2.7.18

Fabien TURBLIN du 06 juillet au 07 septembre 2018


Aller se faire voir ailleurs ? Quand on parle de voyage l’expression tient la route.                                         
J’ai peu voyagé !
Bouger, le vilain mot. Je n’aime pas vraiment ça,  préparatifs,  trajet, contraintes d’horaires, bof. Sauf si il y a du travail à la clef… J’ai peu voyagé physiquement.
J’ai vécu le nord minier, pays de ma genèse, de mon apprentissage de la peinture, j’y ai tété l’art flamand. J’ai vécu l’Angleterre, j’y ai bien… bu aussi !!! J’ai vécu Paris carrefour des nations, des brassages  culturels, mais aussi de la superficialité et de la fatuité, ma tête et mes certitudes y ont explosé. J’ai  vécu la Suède pays des runes du grand calme et y ai opéré une mue picturale. J’ai vécu la Catalogne, pays du Roman, du gothique et des sucreries baroques, j’y ai posé une belle partie de ma vie : un plafond d’église enluminé (Casteil), des peintures murales restaurées (Nyer), une fresque médiévale remise à jour après un long sommeil de plus de quatre cents ans (ma belle au bois dormant d’En). J’ai embrassé fugacement mais intensément Venise, Londres , Palerme , Amsterdam , Oslo ,  Copenhague , Pompéi , Bruxelles , Naples , Barcelone , en plus de quelques belles (et moins belles aussi…) villes des provinces françaises . J’en ai rêvé  d’autres bien plus lointaines.
J’ai peu arpenté la croute terrestre j’avoue ! 
Qu’y puis je ? L’atelier ne peut pas suivre. Mais je me suis beaucoup projeté !  De la Dame de Brassempouy, ma première émotion plastique, en passant par l’art de civilisations aujourd’hui disparues (ou à naître), traversant les âges jusqu’à l’ère industrielle, toutes, les époques, les régions, les pays et continents, tous azimuts, sans chronologie et sans quête précise, juste la curiosité. J’ai regardé, comparé : les codes, les valeurs, les factures, les savoirs, les techniques, les rites, les mythes.                                                                                   Peu de secteurs de l’activité humaine qui n’éveillent mon appétit et ne m’enrichissent en connaissance. A travers les rencontres, les livres, les musées, les monuments, l’architecture, j’ai bu l’humanité, et dévoré les règnes : animal, végétal et minéral.                                                                                                                    

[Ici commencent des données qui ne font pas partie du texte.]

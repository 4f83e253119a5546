//! Row adapters for the HR spreadsheet template.
//!
//! Column order is a contract with the spreadsheet. Reordering a row here
//! requires the same change to the template.

use clap::Args;

pub const EMPLOYEE_HEADERS: &[&str] = &[
    "Name",
    "TIN #",
    "SSS #",
    "Position",
    "Basic Pay",
    "GCash #",
    "Employee ID",
    "Hire Date",
];

pub const ATTENDANCE_HEADERS: &[&str] = &[
    "Date",
    "Employee ID",
    "Time In",
    "Time Out",
    "Selfie Photo URL",
    "Is Late",
    "Work Hours",
    "Has Night Diff",
];

pub const PAYROLL_HEADERS: &[&str] = &[
    "Period",
    "Employee ID",
    "Employee Name",
    "Basic Pay",
    "13th Month",
    "SSS Deduction",
    "PhilHealth Deduction",
    "Pag-IBIG Deduction",
    "Night Differential",
    "Gross Pay",
    "Total Deductions",
    "Net Pay",
    "Status",
];

pub const CONTRIBUTION_HEADERS: &[&str] = &[
    "Month",
    "SSS Rate",
    "PhilHealth Rate",
    "Pag-IBIG Amount",
    "Minimum Wage",
    "Notes",
];

pub const UTANG_HEADERS: &[&str] = &[
    "Date",
    "Employee ID",
    "Employee Name",
    "Amount",
    "Status",
    "Description",
];

#[derive(Debug, Clone, Default, Args)]
pub struct Employee {
    #[arg(long)]
    pub name: String,
    #[arg(long, default_value = "")]
    pub tin: String,
    #[arg(long, default_value = "")]
    pub sss: String,
    #[arg(long, default_value = "")]
    pub position: String,
    #[arg(long, default_value = "")]
    pub basic_pay: String,
    #[arg(long, default_value = "")]
    pub gcash_number: String,
    #[arg(long)]
    pub id: String,
    #[arg(long, default_value = "")]
    pub hire_date: String,
}

impl Employee {
    pub fn to_row(&self) -> Vec<String> {
        vec![
            self.name.clone(),
            self.tin.clone(),
            self.sss.clone(),
            self.position.clone(),
            self.basic_pay.clone(),
            self.gcash_number.clone(),
            self.id.clone(),
            self.hire_date.clone(),
        ]
    }
}

#[derive(Debug, Clone, Default, Args)]
pub struct AttendanceRecord {
    #[arg(long)]
    pub date: String,
    #[arg(long)]
    pub employee_id: String,
    #[arg(long, default_value = "")]
    pub time_in: String,
    #[arg(long, default_value = "")]
    pub time_out: String,
    /// URL of the time-in selfie.
    #[arg(long, default_value = "")]
    pub time_in_photo: String,
    #[arg(long)]
    pub is_late: bool,
    #[arg(long, default_value = "")]
    pub work_hours: String,
    #[arg(long)]
    pub has_night_differential: bool,
}

impl AttendanceRecord {
    pub fn to_row(&self) -> Vec<String> {
        vec![
            self.date.clone(),
            self.employee_id.clone(),
            self.time_in.clone(),
            self.time_out.clone(),
            self.time_in_photo.clone(),
            sheet_bool(self.is_late),
            self.work_hours.clone(),
            sheet_bool(self.has_night_differential),
        ]
    }
}

#[derive(Debug, Clone, Default, Args)]
pub struct PayrollRecord {
    #[arg(long)]
    pub period: String,
    #[arg(long)]
    pub employee_id: String,
    #[arg(long, default_value = "")]
    pub employee_name: String,
    #[arg(long, default_value = "0")]
    pub basic_pay: String,
    #[arg(long, default_value = "0")]
    pub thirteenth_month: String,
    #[arg(long, default_value = "0")]
    pub sss_deduction: String,
    #[arg(long, default_value = "0")]
    pub philhealth_deduction: String,
    #[arg(long, default_value = "0")]
    pub pagibig_deduction: String,
    #[arg(long, default_value = "0")]
    pub night_differential: String,
    #[arg(long, default_value = "0")]
    pub gross_pay: String,
    #[arg(long, default_value = "0")]
    pub total_deductions: String,
    #[arg(long, default_value = "0")]
    pub net_pay: String,
    #[arg(long, default_value = "draft")]
    pub status: String,
}

impl PayrollRecord {
    pub fn to_row(&self) -> Vec<String> {
        vec![
            self.period.clone(),
            self.employee_id.clone(),
            self.employee_name.clone(),
            self.basic_pay.clone(),
            self.thirteenth_month.clone(),
            self.sss_deduction.clone(),
            self.philhealth_deduction.clone(),
            self.pagibig_deduction.clone(),
            self.night_differential.clone(),
            self.gross_pay.clone(),
            self.total_deductions.clone(),
            self.net_pay.clone(),
            self.status.clone(),
        ]
    }
}

fn sheet_bool(value: bool) -> String {
    if value { "TRUE" } else { "FALSE" }.to_string()
}

pub fn header_row(headers: &[&str]) -> Vec<String> {
    headers.iter().map(|h| h.to_string()).collect()
}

Pas un pays dont mes méninges n’aient gratté le sol, peu de cultures qui ne m’aient imprégné, peu d’activités humaines qui m’aient laissé indifférent, de Lascaux aux sondes spatiales, de l’infiniment petit à l’infiniment…infini.                      
Tout cela  a nourri et  nourri encore ma création, quand la « Matière » me lâche. Depuis quelque temps les bidons plastiques et autres objets délaissés me harcelent. Un bouillon de cultures dans un chaudron de sorcière…Ça mijote, ça fume, ça grouille, ça jaillit ! C’est le sabbat, c’est fécond, les créatures « masques » émergent. L’atelier alors à quelque chose d’une salle de chirurgie, du cabinet de Nicolas Flamel et des écuries d’Augias.

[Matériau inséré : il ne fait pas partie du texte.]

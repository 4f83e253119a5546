use std::sync::Arc;

use reqwest::blocking::{Client, Response};
use reqwest::Method;
use serde::ser::{Serialize, SerializeMap, Serializer};
use serde::Deserialize;
use serde_json::{json, Value};
use tracing::{debug, info, warn};
use url::Url;

use super::records::{self, AttendanceRecord, Employee, PayrollRecord};
use crate::auth::credentials::resolve_credentials;
use crate::auth::mode::{classify, has_full_access, AuthMode};
use crate::auth::oauth::OAuthClient;
use crate::error::{Error, Result};
use crate::state::AuthState;

/// Cell overwritten by the write check in [`SheetsGateway::test_connection`].
pub const WRITE_CHECK_RANGE: &str = "TestSheet!A1";

/// One data row keyed by the header row, in sheet column order.
#[derive(Debug, Clone, PartialEq, Eq)]
pub struct Record {
    fields: Vec<(String, String)>,
}

impl Record {
    pub fn get(&self, field: &str) -> Option<&str> {
        self.fields
            .iter()
            .find(|(name, _)| name == field)
            .map(|(_, value)| value.as_str())
    }
}

impl Serialize for Record {
    fn serialize<S: Serializer>(&self, serializer: S) -> Result<S::Ok, S::Error> {
        let mut map = serializer.serialize_map(Some(self.fields.len()))?;
        for (name, value) in &self.fields {
            map.serialize_entry(name, value)?;
        }
        map.end()
    }
}

/// How an append was satisfied.
#[derive(Debug, Clone, Copy, PartialEq, Eq)]
pub enum AppendOutcome {
    /// Written to the spreadsheet.
    Written,
    /// Held in the local simulated log; nothing reached Google.
    Simulated,
}

impl AppendOutcome {
    /// Both outcomes count as success for the caller's flow.
    pub fn succeeded(self) -> bool {
        true
    }

    pub fn is_durable(self) -> bool {
        self == AppendOutcome::Written
    }
}

#[derive(Debug, Clone, PartialEq, Eq)]
pub struct ConnectionTestResult {
    pub success: bool,
    pub mode: AuthMode,
    pub message: String,
    pub has_read_access: bool,
    pub has_write_access: bool,
    pub spreadsheet_id: Option<String>,
    pub error: Option<String>,
}

impl ConnectionTestResult {
    fn failed(mode: AuthMode, message: &str) -> Self {
        Self {
            success: false,
            mode,
            message: message.to_string(),
            has_read_access: false,
            has_write_access: false,
            spreadsheet_id: None,
            error: None,
        }
    }
}

#[derive(Debug, Clone, Default, PartialEq, Eq)]
pub struct ReplayReport {
    pub written: usize,
    pub failed: usize,
}

#[derive(Debug, Deserialize)]
struct ValueRange {
    #[serde(default)]
    values: Vec<Vec<Value>>,
}

enum RequestAuth {
    Bearer(String),
    ApiKey(String),
}

pub struct SheetsGateway {
    state: Arc<AuthState>,
    oauth: Arc<OAuthClient>,
    http: Client,
}

impl SheetsGateway {
    pub fn new(state: Arc<AuthState>, oauth: Arc<OAuthClient>) -> Self {
        Self {
            state,
            oauth,
            http: Client::new(),
        }
    }

    pub fn with_http(mut self, http: Client) -> Self {
        self.http = http;
        self
    }

    // -- Reads ----------------------------------------------------------------

    /// Fetch `range` and key every data row by the header row.
    pub fn read_sheet(&self, range: &str) -> Result<Vec<Record>> {
        let url = self.values_url(range, None)?;
        let response = expect_success(self.send(Method::GET, url, None)?)?;
        let data: ValueRange = response.json()?;
        Ok(records_from_values(data.values))
    }

    /// Rows held locally for `range` because they could not be written.
    pub fn local_rows(&self, range: &str) -> Vec<Vec<String>> {
        self.state.simulated_rows(range)
    }

    // -- Writes ---------------------------------------------------------------

    /// Append rows, or hold them in the simulated log without write access.
    pub fn append_to_sheet(&self, range: &str, rows: &[Vec<String>]) -> Result<AppendOutcome> {
        if !has_full_access(&self.state) {
            let held = self.state.append_simulated(range, rows)?;
            warn!(range, held, "no write access, append simulated locally");
            return Ok(AppendOutcome::Simulated);
        }

        self.post_append(range, rows)?;
        info!(range, rows = rows.len(), "rows appended");
        Ok(AppendOutcome::Written)
    }

    pub fn add_employee(&self, employee: &Employee) -> Result<AppendOutcome> {
        let range = self.state.config().ranges.employees;
        self.append_to_sheet(&range, &[employee.to_row()])
    }

    pub fn add_attendance_record(&self, record: &AttendanceRecord) -> Result<AppendOutcome> {
        let range = self.state.config().ranges.attendance;
        self.append_to_sheet(&range, &[record.to_row()])
    }

    pub fn add_payroll_record(&self, record: &PayrollRecord) -> Result<AppendOutcome> {
        let range = self.state.config().ranges.payroll;
        self.append_to_sheet(&range, &[record.to_row()])
    }

    /// Overwrite `range` with `rows`. Requires OAuth.
    pub fn update_sheet(&self, range: &str, rows: &[Vec<String>]) -> Result<()> {
        self.require_full_access()?;
        let mut url = self.values_url(range, None)?;
        url.query_pairs_mut().append_pair("valueInputOption", "RAW");
        let body = json!({ "range": range, "majorDimension": "ROWS", "values": rows });
        expect_success(self.send(Method::PUT, url, Some(&body))?)?;
        Ok(())
    }

    /// Overwrite several ranges in one request. Requires OAuth.
    pub fn batch_update(&self, updates: &[(String, Vec<Vec<String>>)]) -> Result<()> {
        self.require_full_access()?;
        let url = self.spreadsheet_url(Some("values:batchUpdate"))?;
        let data: Vec<Value> = updates
            .iter()
            .map(|(range, rows)| json!({ "range": range, "majorDimension": "ROWS", "values": rows }))
            .collect();
        let body = json!({ "valueInputOption": "RAW", "data": data });
        expect_success(self.send(Method::POST, url, Some(&body))?)?;
        Ok(())
    }

    /// Write the header row of every template tab.
    pub fn create_sheet_structure(&self) -> Result<()> {
        let ranges = self.state.config().ranges;
        let updates = vec![
            (ranges.employees, vec![records::header_row(records::EMPLOYEE_HEADERS)]),
            (ranges.attendance, vec![records::header_row(records::ATTENDANCE_HEADERS)]),
            (ranges.payroll, vec![records::header_row(records::PAYROLL_HEADERS)]),
            (
                ranges.contributions,
                vec![records::header_row(records::CONTRIBUTION_HEADERS)],
            ),
            (ranges.utang, vec![records::header_row(records::UTANG_HEADERS)]),
        ];
        self.batch_update(&updates)
    }

    /// Push simulated rows for `range` to the spreadsheet one at a time.
    /// A failed row stays in the log and the rest carry on. Rows appended
    /// while the replay runs are left for the next one.
    pub fn replay_simulated(&self, range: &str) -> Result<ReplayReport> {
        self.require_full_access()?;

        let snapshot = self.state.simulated_rows(range);
        let replayed = snapshot.len();
        let mut report = ReplayReport::default();
        let mut kept = Vec::new();
        for row in snapshot {
            match self.post_append(range, std::slice::from_ref(&row)) {
                Ok(()) => report.written += 1,
                Err(e) => {
                    warn!(range, error = %e, "simulated row failed to sync, keeping it");
                    report.failed += 1;
                    kept.push(row);
                }
            }
        }

        self.state.settle_simulated(range, replayed, kept)?;
        info!(range, written = report.written, failed = report.failed, "simulated rows replayed");
        Ok(report)
    }

    // -- Connection test ------------------------------------------------------

    /// Read check always; write check only with OAuth, since an API key can
    /// never write.
    pub fn test_connection(&self) -> ConnectionTestResult {
        let mode = classify(&self.state);
        if mode == AuthMode::None {
            return ConnectionTestResult::failed(mode, "No authentication configured");
        }

        let spreadsheet_id = resolve_credentials(&self.state).spreadsheet_id;
        if spreadsheet_id.is_empty() {
            return ConnectionTestResult::failed(mode, "No spreadsheet ID configured");
        }

        let has_read_access = match self.check_read() {
            Ok(ok) => ok,
            Err(e) => {
                return ConnectionTestResult {
                    spreadsheet_id: Some(spreadsheet_id),
                    error: Some(e.to_string()),
                    ..ConnectionTestResult::failed(mode, "Connection test failed")
                };
            }
        };

        let has_write_access = if mode == AuthMode::OAuth2 && has_read_access {
            self.check_write().unwrap_or_else(|e| {
                warn!(error = %e, "write check failed");
                false
            })
        } else {
            false
        };

        let message = if !has_read_access {
            "Failed to connect to Google Sheets".to_string()
        } else if mode == AuthMode::OAuth2 {
            "Connected successfully with full access".to_string()
        } else {
            "Connected successfully with read-only access".to_string()
        };

        ConnectionTestResult {
            success: has_read_access,
            mode,
            message,
            has_read_access,
            has_write_access,
            spreadsheet_id: Some(spreadsheet_id),
            error: None,
        }
    }

    fn check_read(&self) -> Result<bool> {
        let url = self.spreadsheet_url(None)?;
        let response = self.send(Method::GET, url, None)?;
        debug!(status = %response.status(), "read check");
        Ok(response.status().is_success())
    }

    fn check_write(&self) -> Result<bool> {
        let mut url = self.values_url(WRITE_CHECK_RANGE, None)?;
        url.query_pairs_mut().append_pair("valueInputOption", "RAW");
        let body = json!({ "values": [["Test"]] });
        let response = self.send(Method::PUT, url, Some(&body))?;
        debug!(status = %response.status(), "write check");
        Ok(response.status().is_success())
    }

    // -- Plumbing -------------------------------------------------------------

    fn post_append(&self, range: &str, rows: &[Vec<String>]) -> Result<()> {
        let mut url = self.values_url(range, Some("append"))?;
        url.query_pairs_mut().append_pair("valueInputOption", "RAW");
        let body = json!({ "range": range, "majorDimension": "ROWS", "values": rows });
        expect_success(self.send(Method::POST, url, Some(&body))?)?;
        Ok(())
    }

    fn require_full_access(&self) -> Result<()> {
        if has_full_access(&self.state) {
            Ok(())
        } else {
            Err(Error::NotAuthenticated)
        }
    }

    fn spreadsheet_id(&self) -> Result<String> {
        let id = resolve_credentials(&self.state).spreadsheet_id;
        if id.is_empty() {
            return Err(Error::CredentialMissing("spreadsheet id is not set"));
        }
        Ok(id)
    }

    /// `{base}/{id}` or `{base}/{id}/{suffix}`.
    fn spreadsheet_url(&self, suffix: Option<&str>) -> Result<Url> {
        let base = self.state.config().endpoints.sheets_base;
        let id = self.spreadsheet_id()?;
        let mut url = format!(
            "{}/{}",
            base.trim_end_matches('/'),
            urlencoding::encode(&id)
        );
        if let Some(suffix) = suffix {
            url.push('/');
            url.push_str(suffix);
        }
        Ok(Url::parse(&url)?)
    }

    /// `{base}/{id}/values/{range}` with an optional `:action`.
    fn values_url(&self, range: &str, action: Option<&str>) -> Result<Url> {
        let mut suffix = format!("values/{}", urlencoding::encode(range));
        if let Some(action) = action {
            suffix.push(':');
            suffix.push_str(action);
        }
        self.spreadsheet_url(Some(&suffix))
    }

    /// Bearer token with OAuth, `key=` query parameter with an API key,
    /// never both.
    fn request_auth(&self) -> Result<RequestAuth> {
        match classify(&self.state) {
            AuthMode::OAuth2 => Ok(RequestAuth::Bearer(self.oauth.get_valid_access_token()?)),
            AuthMode::ApiKey => Ok(RequestAuth::ApiKey(
                resolve_credentials(&self.state).api_key,
            )),
            AuthMode::None => Err(Error::CredentialMissing(
                "no API key or OAuth login configured",
            )),
        }
    }

    fn send(&self, method: Method, mut url: Url, body: Option<&Value>) -> Result<Response> {
        let auth = self.request_auth()?;
        if let RequestAuth::ApiKey(key) = &auth {
            url.query_pairs_mut().append_pair("key", key);
        }

        let mut request = self.http.request(method, url);
        if let RequestAuth::Bearer(token) = &auth {
            request = request.bearer_auth(token);
        }
        if let Some(body) = body {
            request = request.json(body);
        }
        Ok(request.send()?)
    }
}

fn expect_success(response: Response) -> Result<Response> {
    let status = response.status();
    if status.is_success() {
        return Ok(response);
    }
    let body = response.text().unwrap_or_default();
    Err(Error::SheetsRequest {
        status: status.as_u16(),
        body,
    })
}

/// First row names the fields; short rows are padded with empty strings.
fn records_from_values(values: Vec<Vec<Value>>) -> Vec<Record> {
    let mut rows = values.into_iter();
    let Some(header) = rows.next() else {
        return Vec::new();
    };
    let names: Vec<String> = header.into_iter().map(cell_text).collect();

    rows.map(|row| {
        let mut cells = row.into_iter().map(cell_text);
        let fields = names
            .iter()
            .map(|name| (name.clone(), cells.next().unwrap_or_default()))
            .collect();
        Record { fields }
    })
    .collect()
}

fn cell_text(value: Value) -> String {
    match value {
        Value::String(s) => s,
        Value::Null => String::new(),
        other => other.to_string(),
    }
}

 J’ai ce plaisir de redonner vie aux trésors cachés ou oubliés de styliciens (designers outre Manche) inconnus, de plasturgistes anonymes. Ces formes ignorées sont parfois d’une esthétique épatante, des œuvres à part entière, l’œil et l’esprit sont souvent bien dédaigneux, n’est pas Duchamp qui veut. J’ai tourné, fraisé, ajusté je connais le labeur, la valeur de ces hommes et femmes anonymes, chinois, polonais, turques, picards comme occitans ou de bien d’autres ailleurs.
Chaque masque est une aventure singulière, une somme de croisements, de rencontres, d’alchimies, une hybridation entre arts « populaires », «premiers » et esthétique  industrielle, entre plastique primitive et plasturgie contemporaine. Une forme trouvée dans la rue en appelle une autre et encore une autre...ça m’excite les neurones et c’est parti ; Les yeux roulent, la tête s’emballe, les mains tremblent : « Ding dong ! » embarquement immédiat destination Océanie, Afrique, Amériques,  Asie, Civilisations passées, Mondes futur, Pays des merveilles, Enfer, Olympe etc. Me voilà papou un jour, japonais ou celte le lendemain, émailleur limousin du haut moyen âge ou plumassier aztèque la semaine d’après, Mister Hyde l’artiste à subjugué le Docteur Jeckyll technicien en s’octroyant mille vies imaginaires.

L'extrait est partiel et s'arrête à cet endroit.